▶ **LISTED ENTRIES**:
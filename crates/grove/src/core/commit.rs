//! The mutation protocol between the renderer and the tree.
//!
//! A [`Commit`] is an ordered list of [`Mutation`]s produced by diffing two
//! shadow trees. The tree applies them in order and then runs a single
//! finalize pass.

use std::sync::Arc;

use crate::core::{
    event::EventEmitter, id::Tag, layout::LayoutMetrics, props::Props, state::State,
};

/// One change to the instance tree.
#[derive(Debug, Clone)]
pub enum Mutation {
    /// Create an instance. The widget kind comes from the props.
    Create {
        /// New tag.
        tag: Tag,
        /// Initial props.
        props: Arc<Props>,
        /// Initial state.
        state: Option<Arc<State>>,
        /// Initial emitter.
        emitter: Option<Arc<EventEmitter>>,
        /// Initial layout.
        layout: LayoutMetrics,
    },
    /// Insert `child` under `parent` at `index`.
    Insert {
        /// Parent tag.
        parent: Tag,
        /// Child tag.
        child: Tag,
        /// Position among the owned children.
        index: usize,
    },
    /// Remove `child` from `parent`.
    Remove {
        /// Parent tag.
        parent: Tag,
        /// Child tag.
        child: Tag,
        /// Position the child was at.
        index: usize,
    },
    /// Move a child of `parent` from one position to another.
    Move {
        /// Parent tag.
        parent: Tag,
        /// Current position.
        from: usize,
        /// New position.
        to: usize,
    },
    /// Replace some snapshots of an instance.
    Update {
        /// Target tag.
        tag: Tag,
        /// New props.
        props: Option<Arc<Props>>,
        /// New state.
        state: Option<Arc<State>>,
        /// New emitter.
        emitter: Option<Arc<EventEmitter>>,
        /// New layout.
        layout: Option<LayoutMetrics>,
    },
    /// Destroy an instance and release its native nodes.
    Delete {
        /// Target tag.
        tag: Tag,
    },
}

impl Mutation {
    /// A create with default layout and no state or emitter.
    pub fn create(tag: impl Into<Tag>, props: impl Into<Props>) -> Self {
        Self::Create {
            tag: tag.into(),
            props: Arc::new(props.into()),
            state: None,
            emitter: None,
            layout: LayoutMetrics::default(),
        }
    }

    /// An update that only replaces props.
    pub fn props(tag: impl Into<Tag>, props: impl Into<Props>) -> Self {
        Self::Update {
            tag: tag.into(),
            props: Some(Arc::new(props.into())),
            state: None,
            emitter: None,
            layout: None,
        }
    }

    /// An update that only replaces state.
    pub fn state(tag: impl Into<Tag>, state: State) -> Self {
        Self::Update {
            tag: tag.into(),
            props: None,
            state: Some(Arc::new(state)),
            emitter: None,
            layout: None,
        }
    }

    /// An update that only replaces layout.
    pub fn layout(tag: impl Into<Tag>, layout: LayoutMetrics) -> Self {
        Self::Update {
            tag: tag.into(),
            props: None,
            state: None,
            emitter: None,
            layout: Some(layout),
        }
    }
}

/// An ordered batch of mutations.
#[derive(Debug, Clone, Default)]
pub struct Commit {
    /// Mutations in application order.
    pub mutations: Vec<Mutation>,
}

impl Commit {
    /// Construct an empty commit.
    pub fn new() -> Self {
        Self::default()
    }

    /// Append a mutation.
    pub fn push(mut self, m: Mutation) -> Self {
        self.mutations.push(m);
        self
    }

    /// Append an insert.
    pub fn insert(self, parent: impl Into<Tag>, child: impl Into<Tag>, index: usize) -> Self {
        self.push(Mutation::Insert {
            parent: parent.into(),
            child: child.into(),
            index,
        })
    }

    /// Append a removal.
    pub fn remove(self, parent: impl Into<Tag>, child: impl Into<Tag>, index: usize) -> Self {
        self.push(Mutation::Remove {
            parent: parent.into(),
            child: child.into(),
            index,
        })
    }

    /// Append a deletion.
    pub fn delete(self, tag: impl Into<Tag>) -> Self {
        self.push(Mutation::Delete { tag: tag.into() })
    }

    /// Number of mutations.
    pub fn len(&self) -> usize {
        self.mutations.len()
    }

    /// Return true if there are no mutations.
    pub fn is_empty(&self) -> bool {
        self.mutations.is_empty()
    }
}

▶ **TASK PROMPT**: For every line of the material that holds the word "replaces", make a copy.

▶ **EXERCISE RESULT**:
    /// An update that only replaces props.
    /// An update that only replaces state.
    /// An update that only replaces layout.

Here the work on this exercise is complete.